- [Instructions for the task]
Repeat exactly, and only, the lines below starting at the line that contains "pub fn without_jpy()" and ending at the line that contains "pub fn sent(&self)", inclusive of both.
[[ Records supplied, beginning ]]
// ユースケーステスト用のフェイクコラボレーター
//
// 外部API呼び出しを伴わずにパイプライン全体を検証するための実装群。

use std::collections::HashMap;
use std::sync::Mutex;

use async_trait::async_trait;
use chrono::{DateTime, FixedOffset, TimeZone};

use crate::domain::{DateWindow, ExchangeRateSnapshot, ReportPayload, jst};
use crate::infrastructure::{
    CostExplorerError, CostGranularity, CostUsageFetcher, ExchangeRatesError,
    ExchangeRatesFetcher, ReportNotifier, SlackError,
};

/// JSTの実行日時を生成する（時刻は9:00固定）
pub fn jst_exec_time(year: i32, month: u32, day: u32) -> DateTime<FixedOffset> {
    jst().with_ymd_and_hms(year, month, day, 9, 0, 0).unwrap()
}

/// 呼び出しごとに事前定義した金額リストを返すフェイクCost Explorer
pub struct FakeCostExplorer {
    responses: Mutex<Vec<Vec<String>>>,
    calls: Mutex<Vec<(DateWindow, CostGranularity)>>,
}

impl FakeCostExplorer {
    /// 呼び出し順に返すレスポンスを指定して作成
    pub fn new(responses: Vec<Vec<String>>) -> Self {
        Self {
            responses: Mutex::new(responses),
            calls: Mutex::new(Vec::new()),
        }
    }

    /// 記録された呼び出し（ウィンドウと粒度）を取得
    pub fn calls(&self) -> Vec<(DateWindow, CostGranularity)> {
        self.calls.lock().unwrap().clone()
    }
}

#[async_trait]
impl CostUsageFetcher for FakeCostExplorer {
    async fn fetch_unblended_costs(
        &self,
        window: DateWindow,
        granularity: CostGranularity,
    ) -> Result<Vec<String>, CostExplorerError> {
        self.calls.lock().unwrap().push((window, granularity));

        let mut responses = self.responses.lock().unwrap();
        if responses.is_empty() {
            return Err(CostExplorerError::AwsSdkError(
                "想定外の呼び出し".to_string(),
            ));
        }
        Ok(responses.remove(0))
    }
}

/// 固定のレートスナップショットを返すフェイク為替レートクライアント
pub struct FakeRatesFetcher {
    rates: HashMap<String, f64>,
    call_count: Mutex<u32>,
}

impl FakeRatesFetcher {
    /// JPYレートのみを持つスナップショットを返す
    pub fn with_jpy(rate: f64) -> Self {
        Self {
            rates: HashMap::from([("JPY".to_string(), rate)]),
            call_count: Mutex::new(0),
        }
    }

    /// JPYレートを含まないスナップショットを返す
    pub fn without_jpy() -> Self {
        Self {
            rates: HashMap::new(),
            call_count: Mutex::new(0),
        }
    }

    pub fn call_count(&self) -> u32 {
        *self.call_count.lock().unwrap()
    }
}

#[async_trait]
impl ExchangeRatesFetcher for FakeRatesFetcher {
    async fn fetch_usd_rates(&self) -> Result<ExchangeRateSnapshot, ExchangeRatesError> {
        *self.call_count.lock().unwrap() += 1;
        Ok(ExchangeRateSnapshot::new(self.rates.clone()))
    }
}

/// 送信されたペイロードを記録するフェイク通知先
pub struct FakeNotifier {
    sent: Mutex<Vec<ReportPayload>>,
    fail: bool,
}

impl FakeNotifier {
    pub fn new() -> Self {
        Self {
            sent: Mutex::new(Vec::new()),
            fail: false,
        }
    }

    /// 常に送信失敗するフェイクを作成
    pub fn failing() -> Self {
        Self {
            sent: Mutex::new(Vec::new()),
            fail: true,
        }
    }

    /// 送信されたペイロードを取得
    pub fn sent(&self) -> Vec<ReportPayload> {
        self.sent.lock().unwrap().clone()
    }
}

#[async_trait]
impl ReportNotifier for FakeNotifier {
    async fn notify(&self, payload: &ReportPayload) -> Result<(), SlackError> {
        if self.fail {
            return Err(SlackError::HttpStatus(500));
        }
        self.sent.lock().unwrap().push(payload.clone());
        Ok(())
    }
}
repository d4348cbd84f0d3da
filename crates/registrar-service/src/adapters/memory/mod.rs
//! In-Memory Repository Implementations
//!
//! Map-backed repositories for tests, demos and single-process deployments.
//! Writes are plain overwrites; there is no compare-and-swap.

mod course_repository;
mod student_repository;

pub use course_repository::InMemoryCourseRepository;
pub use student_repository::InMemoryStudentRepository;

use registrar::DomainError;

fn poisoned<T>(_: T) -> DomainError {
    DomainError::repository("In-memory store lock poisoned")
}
[[ Records supplied, end ]]
[[ Records supplied, beginning ]]
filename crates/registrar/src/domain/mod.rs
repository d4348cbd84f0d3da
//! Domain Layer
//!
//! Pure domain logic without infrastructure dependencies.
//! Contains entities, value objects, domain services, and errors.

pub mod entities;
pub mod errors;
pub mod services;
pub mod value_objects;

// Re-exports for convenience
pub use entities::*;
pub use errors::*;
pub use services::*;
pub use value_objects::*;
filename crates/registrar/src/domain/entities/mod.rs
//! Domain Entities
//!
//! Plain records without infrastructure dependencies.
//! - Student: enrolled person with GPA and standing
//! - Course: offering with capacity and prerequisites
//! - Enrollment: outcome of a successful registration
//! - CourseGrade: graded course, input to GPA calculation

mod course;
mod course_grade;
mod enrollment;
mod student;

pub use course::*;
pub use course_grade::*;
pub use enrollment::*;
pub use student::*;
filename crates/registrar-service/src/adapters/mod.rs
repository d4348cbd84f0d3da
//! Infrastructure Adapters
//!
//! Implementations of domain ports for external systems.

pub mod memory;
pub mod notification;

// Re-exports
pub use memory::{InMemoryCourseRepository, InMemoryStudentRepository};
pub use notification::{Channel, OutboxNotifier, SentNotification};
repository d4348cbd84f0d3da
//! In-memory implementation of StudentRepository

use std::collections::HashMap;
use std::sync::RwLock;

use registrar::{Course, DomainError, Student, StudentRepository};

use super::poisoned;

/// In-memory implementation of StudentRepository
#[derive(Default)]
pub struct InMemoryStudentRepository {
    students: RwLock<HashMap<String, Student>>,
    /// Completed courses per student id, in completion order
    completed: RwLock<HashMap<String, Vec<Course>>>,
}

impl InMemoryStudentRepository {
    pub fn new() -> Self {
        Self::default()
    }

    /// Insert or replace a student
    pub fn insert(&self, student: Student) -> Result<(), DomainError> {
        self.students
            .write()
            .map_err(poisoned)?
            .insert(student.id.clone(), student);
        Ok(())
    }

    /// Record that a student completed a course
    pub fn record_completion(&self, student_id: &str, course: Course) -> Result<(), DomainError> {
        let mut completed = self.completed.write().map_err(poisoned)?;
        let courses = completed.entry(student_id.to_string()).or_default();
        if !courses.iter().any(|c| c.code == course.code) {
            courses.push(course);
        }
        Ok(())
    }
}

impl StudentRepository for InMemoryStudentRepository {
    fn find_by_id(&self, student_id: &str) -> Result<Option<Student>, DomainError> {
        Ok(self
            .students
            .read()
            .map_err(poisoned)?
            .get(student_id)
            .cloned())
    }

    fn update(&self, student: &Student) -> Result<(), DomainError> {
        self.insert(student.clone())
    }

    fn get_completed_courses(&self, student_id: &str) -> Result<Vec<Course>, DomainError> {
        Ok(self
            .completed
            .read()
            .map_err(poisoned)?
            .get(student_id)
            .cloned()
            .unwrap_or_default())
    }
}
[[ Records supplied, end ]]
- [Reply]
    pub fn without_jpy() -> Self {
        Self {
            rates: HashMap::new(),
            call_count: Mutex::new(0),
        }
    }

    pub fn call_count(&self) -> u32 {
        *self.call_count.lock().unwrap()
    }
}

#[async_trait]
impl ExchangeRatesFetcher for FakeRatesFetcher {
    async fn fetch_usd_rates(&self) -> Result<ExchangeRateSnapshot, ExchangeRatesError> {
        *self.call_count.lock().unwrap() += 1;
        Ok(ExchangeRateSnapshot::new(self.rates.clone()))
    }
}

/// 送信されたペイロードを記録するフェイク通知先
pub struct FakeNotifier {
    sent: Mutex<Vec<ReportPayload>>,
    fail: bool,
}

impl FakeNotifier {
    pub fn new() -> Self {
        Self {
            sent: Mutex::new(Vec::new()),
            fail: false,
        }
    }

    /// 常に送信失敗するフェイクを作成
    pub fn failing() -> Self {
        Self {
            sent: Mutex::new(Vec::new()),
            fail: true,
        }
    }

    /// 送信されたペイロードを取得
    pub fn sent(&self) -> Vec<ReportPayload> {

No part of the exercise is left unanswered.